Copy each line below holding "ticks".

EXERCISE INPUTS Block Start

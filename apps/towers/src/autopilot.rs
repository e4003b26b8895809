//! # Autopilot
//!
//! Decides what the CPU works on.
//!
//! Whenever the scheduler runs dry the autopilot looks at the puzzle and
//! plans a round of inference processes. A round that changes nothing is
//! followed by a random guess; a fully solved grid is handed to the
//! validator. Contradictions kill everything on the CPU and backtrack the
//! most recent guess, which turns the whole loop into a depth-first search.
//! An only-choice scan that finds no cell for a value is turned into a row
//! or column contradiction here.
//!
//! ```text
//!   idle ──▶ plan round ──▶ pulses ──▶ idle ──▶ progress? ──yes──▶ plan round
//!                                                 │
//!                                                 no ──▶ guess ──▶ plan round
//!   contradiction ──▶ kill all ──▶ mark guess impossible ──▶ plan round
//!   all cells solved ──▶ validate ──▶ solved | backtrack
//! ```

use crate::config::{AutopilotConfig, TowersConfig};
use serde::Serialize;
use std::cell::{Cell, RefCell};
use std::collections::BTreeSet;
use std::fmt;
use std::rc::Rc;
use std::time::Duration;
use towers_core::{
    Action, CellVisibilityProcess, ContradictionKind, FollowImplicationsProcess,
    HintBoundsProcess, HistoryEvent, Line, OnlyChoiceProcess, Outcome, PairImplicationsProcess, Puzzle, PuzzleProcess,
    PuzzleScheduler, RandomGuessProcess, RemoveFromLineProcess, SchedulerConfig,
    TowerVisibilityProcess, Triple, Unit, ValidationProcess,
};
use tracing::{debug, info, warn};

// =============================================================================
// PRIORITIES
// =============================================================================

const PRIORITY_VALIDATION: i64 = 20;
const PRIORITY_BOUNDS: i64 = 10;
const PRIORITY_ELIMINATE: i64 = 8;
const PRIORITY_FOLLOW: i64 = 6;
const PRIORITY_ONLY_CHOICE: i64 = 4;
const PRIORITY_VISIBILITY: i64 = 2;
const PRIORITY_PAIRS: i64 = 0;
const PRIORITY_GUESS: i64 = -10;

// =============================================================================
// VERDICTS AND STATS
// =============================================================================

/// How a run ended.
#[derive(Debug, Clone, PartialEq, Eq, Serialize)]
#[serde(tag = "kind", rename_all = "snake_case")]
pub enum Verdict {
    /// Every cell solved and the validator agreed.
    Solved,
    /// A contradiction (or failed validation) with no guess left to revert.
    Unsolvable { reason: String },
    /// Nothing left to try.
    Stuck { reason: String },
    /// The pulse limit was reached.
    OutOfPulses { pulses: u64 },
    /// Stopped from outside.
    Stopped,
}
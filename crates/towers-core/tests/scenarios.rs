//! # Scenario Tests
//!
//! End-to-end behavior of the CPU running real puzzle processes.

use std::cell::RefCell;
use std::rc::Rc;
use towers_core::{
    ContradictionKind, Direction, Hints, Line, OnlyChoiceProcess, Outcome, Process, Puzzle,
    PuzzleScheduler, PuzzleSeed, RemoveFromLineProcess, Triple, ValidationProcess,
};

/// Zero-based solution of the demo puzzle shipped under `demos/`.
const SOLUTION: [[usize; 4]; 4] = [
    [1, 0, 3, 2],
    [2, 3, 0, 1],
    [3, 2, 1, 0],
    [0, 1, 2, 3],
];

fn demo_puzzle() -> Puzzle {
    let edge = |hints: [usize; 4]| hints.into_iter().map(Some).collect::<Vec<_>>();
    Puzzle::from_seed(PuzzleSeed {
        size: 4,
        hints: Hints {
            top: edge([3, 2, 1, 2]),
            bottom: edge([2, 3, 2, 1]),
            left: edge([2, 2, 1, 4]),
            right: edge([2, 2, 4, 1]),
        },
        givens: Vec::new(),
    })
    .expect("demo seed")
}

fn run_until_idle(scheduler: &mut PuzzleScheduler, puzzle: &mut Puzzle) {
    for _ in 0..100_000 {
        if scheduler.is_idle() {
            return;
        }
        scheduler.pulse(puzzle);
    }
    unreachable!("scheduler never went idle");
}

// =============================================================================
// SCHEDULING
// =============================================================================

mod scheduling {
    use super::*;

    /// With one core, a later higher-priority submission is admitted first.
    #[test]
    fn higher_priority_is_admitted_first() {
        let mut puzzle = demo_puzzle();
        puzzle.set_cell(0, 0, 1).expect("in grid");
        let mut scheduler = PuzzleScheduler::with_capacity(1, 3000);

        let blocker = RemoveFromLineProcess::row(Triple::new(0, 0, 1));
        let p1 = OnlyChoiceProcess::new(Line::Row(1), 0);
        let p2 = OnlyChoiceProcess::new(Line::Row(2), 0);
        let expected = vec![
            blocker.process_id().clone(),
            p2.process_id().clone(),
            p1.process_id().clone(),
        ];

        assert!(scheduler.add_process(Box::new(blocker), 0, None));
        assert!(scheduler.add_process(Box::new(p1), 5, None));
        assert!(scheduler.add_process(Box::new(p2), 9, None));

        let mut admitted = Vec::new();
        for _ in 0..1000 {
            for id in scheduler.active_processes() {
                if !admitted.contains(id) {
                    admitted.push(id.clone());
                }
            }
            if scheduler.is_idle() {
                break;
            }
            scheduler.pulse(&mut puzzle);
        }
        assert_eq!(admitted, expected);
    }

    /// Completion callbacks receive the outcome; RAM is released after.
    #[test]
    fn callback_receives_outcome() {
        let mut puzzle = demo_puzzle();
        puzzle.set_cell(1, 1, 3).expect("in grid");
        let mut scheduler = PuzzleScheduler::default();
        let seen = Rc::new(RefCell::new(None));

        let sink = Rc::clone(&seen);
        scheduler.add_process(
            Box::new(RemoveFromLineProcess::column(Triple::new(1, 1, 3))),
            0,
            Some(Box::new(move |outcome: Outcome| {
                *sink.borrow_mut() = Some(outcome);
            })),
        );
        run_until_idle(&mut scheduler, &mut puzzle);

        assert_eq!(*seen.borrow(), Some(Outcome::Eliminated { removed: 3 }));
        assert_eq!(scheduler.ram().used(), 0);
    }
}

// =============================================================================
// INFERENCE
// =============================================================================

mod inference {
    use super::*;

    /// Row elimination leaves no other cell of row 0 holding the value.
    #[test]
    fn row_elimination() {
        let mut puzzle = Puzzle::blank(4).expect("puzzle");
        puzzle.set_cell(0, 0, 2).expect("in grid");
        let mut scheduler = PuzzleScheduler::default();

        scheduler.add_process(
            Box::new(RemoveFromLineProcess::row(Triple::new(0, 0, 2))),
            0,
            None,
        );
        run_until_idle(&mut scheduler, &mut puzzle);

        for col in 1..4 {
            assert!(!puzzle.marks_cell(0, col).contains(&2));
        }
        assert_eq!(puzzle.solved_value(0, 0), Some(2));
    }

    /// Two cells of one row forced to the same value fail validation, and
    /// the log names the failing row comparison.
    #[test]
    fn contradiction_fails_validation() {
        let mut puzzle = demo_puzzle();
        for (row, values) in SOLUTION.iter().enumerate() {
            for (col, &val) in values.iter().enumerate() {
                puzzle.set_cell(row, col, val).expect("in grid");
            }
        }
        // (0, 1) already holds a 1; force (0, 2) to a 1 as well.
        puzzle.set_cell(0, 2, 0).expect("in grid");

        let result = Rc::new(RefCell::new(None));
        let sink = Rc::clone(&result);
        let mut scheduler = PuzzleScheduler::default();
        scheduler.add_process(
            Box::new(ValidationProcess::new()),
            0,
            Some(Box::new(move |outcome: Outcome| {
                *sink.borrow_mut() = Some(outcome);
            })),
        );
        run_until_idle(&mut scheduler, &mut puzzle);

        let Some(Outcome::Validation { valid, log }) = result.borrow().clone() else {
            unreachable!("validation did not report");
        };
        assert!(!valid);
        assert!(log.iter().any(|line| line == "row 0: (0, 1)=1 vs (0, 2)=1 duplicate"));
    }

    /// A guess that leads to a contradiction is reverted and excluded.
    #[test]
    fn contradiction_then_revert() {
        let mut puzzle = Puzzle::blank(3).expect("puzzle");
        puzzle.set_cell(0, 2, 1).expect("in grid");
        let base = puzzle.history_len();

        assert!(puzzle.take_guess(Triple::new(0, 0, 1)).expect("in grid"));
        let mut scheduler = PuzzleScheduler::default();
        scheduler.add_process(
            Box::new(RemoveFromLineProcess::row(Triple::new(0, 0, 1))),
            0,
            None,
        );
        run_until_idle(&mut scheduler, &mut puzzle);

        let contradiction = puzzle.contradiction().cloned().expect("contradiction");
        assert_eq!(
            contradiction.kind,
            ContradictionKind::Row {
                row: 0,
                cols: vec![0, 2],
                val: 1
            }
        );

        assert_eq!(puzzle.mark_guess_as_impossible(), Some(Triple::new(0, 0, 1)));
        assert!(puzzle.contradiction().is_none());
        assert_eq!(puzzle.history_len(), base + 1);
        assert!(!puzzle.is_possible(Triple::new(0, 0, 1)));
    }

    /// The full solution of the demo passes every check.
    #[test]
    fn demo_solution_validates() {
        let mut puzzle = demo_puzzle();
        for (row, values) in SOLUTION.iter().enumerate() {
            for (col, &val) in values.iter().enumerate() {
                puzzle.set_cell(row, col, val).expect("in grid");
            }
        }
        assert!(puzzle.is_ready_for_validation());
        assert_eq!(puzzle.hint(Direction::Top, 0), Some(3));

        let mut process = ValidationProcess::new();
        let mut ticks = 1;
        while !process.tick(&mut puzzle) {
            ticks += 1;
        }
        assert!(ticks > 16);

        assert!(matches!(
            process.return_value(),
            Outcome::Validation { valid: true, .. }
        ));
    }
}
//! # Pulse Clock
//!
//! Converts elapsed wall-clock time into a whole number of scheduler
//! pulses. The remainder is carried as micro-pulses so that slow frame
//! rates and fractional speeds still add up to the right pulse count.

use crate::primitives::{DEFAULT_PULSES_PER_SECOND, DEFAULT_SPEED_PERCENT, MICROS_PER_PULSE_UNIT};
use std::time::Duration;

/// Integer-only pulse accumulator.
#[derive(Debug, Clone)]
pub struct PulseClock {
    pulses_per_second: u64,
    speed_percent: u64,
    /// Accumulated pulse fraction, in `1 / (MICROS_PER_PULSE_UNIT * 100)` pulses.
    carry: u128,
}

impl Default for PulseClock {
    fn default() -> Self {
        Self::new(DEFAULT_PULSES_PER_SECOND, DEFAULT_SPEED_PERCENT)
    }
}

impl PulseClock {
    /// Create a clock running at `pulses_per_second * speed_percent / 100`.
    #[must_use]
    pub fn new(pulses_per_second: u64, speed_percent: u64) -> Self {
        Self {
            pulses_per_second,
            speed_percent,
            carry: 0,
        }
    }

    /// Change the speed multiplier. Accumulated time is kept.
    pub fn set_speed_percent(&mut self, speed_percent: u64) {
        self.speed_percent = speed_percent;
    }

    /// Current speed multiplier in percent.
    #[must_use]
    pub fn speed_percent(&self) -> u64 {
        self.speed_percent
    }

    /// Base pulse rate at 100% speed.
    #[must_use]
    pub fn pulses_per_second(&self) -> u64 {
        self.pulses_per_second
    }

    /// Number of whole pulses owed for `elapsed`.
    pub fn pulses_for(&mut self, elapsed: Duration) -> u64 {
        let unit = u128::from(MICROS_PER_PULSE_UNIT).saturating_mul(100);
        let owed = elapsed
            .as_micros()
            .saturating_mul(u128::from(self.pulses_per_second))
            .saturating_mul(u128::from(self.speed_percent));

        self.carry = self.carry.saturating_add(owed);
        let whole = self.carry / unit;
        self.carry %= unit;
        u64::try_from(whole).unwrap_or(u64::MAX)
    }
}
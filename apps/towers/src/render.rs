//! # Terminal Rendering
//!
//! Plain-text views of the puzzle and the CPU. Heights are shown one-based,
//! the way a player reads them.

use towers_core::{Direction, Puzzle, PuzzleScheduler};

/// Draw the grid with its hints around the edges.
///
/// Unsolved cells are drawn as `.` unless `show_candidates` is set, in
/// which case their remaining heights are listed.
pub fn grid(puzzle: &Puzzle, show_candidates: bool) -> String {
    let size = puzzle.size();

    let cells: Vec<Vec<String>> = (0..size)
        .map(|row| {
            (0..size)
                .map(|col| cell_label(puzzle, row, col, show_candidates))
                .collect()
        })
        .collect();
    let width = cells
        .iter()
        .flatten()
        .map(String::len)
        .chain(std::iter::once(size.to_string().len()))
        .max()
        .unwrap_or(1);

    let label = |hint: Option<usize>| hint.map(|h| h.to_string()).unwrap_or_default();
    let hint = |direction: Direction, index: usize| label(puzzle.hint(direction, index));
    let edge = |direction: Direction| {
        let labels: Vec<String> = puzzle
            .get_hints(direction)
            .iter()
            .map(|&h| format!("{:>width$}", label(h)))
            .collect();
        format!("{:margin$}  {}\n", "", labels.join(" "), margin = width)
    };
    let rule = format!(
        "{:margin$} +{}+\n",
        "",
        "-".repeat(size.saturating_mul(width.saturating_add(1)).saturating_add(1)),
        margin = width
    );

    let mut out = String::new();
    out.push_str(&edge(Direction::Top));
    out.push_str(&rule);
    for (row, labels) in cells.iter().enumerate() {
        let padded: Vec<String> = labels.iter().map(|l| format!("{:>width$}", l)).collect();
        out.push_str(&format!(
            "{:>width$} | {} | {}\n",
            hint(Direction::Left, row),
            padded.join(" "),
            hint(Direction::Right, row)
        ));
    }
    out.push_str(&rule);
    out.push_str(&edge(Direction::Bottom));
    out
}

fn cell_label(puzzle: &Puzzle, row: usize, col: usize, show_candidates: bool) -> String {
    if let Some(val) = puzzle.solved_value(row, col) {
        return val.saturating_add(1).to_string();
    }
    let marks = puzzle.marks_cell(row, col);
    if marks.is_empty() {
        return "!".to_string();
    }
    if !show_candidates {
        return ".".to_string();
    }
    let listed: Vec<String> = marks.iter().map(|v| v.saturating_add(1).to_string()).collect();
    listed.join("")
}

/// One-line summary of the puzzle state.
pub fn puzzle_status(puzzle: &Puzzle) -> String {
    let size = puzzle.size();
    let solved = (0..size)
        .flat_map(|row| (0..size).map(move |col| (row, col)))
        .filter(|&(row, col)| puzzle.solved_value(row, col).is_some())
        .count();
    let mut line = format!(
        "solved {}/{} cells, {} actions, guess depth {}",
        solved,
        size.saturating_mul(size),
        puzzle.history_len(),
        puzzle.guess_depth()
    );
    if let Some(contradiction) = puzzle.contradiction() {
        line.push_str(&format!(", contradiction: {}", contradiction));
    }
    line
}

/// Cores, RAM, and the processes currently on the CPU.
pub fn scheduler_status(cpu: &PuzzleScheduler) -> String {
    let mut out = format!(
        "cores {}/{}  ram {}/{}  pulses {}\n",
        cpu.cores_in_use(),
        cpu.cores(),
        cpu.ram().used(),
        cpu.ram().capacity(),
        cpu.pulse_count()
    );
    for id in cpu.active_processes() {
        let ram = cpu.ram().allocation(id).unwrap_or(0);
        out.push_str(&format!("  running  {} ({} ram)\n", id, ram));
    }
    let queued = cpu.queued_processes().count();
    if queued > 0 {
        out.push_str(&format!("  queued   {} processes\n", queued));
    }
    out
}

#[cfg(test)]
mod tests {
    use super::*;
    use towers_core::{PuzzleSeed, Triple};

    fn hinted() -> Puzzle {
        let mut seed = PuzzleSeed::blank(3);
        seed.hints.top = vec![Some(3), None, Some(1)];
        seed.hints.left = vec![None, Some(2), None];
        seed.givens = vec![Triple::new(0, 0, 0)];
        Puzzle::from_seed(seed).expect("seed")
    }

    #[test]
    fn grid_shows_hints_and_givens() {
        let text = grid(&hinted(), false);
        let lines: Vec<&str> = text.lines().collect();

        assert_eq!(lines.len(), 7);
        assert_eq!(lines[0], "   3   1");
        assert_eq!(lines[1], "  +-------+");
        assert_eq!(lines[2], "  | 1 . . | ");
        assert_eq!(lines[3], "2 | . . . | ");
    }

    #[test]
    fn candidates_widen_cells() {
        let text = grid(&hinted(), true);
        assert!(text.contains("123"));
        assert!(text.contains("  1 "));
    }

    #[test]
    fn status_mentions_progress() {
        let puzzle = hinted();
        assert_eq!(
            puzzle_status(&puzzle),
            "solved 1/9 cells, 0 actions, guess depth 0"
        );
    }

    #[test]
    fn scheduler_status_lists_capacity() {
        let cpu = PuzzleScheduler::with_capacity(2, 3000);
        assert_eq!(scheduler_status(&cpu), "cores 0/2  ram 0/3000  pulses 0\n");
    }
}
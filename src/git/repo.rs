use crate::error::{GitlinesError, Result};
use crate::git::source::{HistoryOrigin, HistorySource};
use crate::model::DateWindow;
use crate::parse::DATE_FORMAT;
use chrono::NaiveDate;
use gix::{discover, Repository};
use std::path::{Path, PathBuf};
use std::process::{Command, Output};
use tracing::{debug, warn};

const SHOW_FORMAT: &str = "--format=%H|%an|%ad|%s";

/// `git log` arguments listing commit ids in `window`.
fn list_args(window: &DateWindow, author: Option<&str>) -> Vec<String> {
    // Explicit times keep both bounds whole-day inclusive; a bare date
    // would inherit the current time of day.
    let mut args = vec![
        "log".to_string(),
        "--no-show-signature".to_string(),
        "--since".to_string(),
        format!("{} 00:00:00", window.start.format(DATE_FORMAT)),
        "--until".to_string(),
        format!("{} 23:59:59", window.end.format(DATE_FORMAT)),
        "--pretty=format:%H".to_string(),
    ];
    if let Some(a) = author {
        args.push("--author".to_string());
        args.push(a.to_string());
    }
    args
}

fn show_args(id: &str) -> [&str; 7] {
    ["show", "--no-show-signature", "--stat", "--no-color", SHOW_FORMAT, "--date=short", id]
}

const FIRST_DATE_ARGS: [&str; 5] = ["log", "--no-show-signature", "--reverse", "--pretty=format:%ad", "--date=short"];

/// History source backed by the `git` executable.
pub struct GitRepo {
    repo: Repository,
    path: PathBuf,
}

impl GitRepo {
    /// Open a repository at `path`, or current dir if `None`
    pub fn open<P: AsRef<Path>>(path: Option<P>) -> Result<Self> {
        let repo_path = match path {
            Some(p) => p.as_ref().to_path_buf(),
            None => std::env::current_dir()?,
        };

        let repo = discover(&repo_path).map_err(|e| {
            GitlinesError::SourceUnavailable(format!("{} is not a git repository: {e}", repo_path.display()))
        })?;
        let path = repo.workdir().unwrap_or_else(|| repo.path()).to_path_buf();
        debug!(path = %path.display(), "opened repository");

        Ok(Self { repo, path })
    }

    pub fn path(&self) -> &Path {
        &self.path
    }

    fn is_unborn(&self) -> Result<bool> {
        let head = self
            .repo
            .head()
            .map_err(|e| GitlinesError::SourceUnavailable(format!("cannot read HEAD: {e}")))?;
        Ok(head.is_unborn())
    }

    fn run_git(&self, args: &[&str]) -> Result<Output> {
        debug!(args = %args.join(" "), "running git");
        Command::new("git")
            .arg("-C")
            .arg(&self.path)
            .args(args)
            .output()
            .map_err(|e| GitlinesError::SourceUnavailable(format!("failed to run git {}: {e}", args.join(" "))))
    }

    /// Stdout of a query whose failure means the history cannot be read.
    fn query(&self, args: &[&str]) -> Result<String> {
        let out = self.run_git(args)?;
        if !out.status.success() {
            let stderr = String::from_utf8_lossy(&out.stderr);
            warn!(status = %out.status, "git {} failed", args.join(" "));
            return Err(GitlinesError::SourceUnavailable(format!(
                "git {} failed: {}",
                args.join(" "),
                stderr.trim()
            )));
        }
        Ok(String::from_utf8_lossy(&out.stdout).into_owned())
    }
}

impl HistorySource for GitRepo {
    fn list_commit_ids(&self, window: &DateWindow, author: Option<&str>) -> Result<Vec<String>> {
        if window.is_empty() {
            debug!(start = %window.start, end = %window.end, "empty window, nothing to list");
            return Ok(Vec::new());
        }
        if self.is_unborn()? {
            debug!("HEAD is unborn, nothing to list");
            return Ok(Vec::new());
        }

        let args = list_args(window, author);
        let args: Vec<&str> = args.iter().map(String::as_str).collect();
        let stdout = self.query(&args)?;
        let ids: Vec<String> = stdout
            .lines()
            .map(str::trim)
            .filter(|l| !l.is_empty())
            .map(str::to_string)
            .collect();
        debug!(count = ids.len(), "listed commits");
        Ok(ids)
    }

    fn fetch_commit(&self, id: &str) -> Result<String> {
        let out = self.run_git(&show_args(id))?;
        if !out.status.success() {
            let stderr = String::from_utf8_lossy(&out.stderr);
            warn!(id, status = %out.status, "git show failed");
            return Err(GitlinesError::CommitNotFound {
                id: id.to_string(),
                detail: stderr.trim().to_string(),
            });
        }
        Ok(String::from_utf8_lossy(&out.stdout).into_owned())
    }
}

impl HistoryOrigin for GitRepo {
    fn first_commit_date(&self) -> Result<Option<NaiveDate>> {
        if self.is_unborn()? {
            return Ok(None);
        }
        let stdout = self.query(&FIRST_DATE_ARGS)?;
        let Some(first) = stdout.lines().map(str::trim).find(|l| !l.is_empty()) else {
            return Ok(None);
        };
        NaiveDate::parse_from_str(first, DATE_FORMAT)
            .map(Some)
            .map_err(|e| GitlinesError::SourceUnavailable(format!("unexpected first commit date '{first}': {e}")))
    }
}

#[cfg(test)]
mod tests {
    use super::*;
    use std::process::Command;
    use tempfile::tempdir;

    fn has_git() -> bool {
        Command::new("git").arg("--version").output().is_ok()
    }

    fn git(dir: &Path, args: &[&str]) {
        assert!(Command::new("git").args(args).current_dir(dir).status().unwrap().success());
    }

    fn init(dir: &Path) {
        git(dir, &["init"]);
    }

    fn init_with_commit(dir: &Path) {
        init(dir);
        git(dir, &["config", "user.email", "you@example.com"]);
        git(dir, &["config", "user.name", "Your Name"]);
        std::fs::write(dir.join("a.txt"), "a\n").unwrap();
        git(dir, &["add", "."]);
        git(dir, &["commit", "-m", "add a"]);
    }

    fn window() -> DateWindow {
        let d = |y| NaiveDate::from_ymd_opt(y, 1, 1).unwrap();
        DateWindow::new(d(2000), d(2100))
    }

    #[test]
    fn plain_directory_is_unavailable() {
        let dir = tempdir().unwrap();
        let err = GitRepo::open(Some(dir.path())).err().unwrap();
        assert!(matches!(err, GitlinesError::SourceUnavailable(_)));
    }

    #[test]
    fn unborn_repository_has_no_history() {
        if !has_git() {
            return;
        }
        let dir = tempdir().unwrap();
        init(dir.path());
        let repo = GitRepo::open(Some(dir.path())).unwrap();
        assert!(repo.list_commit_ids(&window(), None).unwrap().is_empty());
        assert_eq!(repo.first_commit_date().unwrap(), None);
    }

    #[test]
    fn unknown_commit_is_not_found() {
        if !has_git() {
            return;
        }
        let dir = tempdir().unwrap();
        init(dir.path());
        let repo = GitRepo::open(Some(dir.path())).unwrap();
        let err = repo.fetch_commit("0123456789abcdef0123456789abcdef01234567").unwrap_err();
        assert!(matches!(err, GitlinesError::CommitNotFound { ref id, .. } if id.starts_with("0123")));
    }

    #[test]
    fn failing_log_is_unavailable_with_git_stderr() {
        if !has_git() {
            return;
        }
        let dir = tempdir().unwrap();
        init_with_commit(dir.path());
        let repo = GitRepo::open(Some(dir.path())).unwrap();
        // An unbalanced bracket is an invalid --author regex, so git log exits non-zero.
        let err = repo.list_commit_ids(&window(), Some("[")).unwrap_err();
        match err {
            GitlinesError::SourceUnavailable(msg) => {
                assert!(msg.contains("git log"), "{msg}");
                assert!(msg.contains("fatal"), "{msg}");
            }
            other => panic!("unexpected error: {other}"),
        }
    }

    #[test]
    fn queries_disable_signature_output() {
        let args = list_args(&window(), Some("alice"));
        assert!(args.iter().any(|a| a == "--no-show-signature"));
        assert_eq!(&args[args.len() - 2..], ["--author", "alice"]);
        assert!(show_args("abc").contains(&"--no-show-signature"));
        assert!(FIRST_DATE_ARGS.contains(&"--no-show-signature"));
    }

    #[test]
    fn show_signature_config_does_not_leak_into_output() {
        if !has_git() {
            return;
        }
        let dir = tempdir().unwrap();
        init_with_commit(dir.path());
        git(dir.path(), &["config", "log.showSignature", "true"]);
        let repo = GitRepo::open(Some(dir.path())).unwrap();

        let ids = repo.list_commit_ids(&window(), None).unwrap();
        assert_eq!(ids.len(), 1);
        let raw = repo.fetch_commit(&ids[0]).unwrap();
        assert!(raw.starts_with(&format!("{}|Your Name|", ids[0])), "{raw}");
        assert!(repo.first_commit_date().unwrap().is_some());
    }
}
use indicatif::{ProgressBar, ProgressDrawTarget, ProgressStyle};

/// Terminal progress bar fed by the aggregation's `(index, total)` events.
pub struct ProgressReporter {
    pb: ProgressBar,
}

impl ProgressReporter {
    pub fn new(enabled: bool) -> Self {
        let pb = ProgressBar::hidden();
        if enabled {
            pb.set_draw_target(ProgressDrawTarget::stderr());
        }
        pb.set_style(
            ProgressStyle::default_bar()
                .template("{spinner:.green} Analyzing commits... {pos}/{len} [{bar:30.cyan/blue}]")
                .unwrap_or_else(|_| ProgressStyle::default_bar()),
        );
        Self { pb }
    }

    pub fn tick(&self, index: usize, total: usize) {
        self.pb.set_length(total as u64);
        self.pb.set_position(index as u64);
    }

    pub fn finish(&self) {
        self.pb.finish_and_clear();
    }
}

EXERCISE INPUTS Block End

**WRITTEN SOLUTION:**
        let mut ticks = 1;
            ticks += 1;
        assert!(ticks > 16);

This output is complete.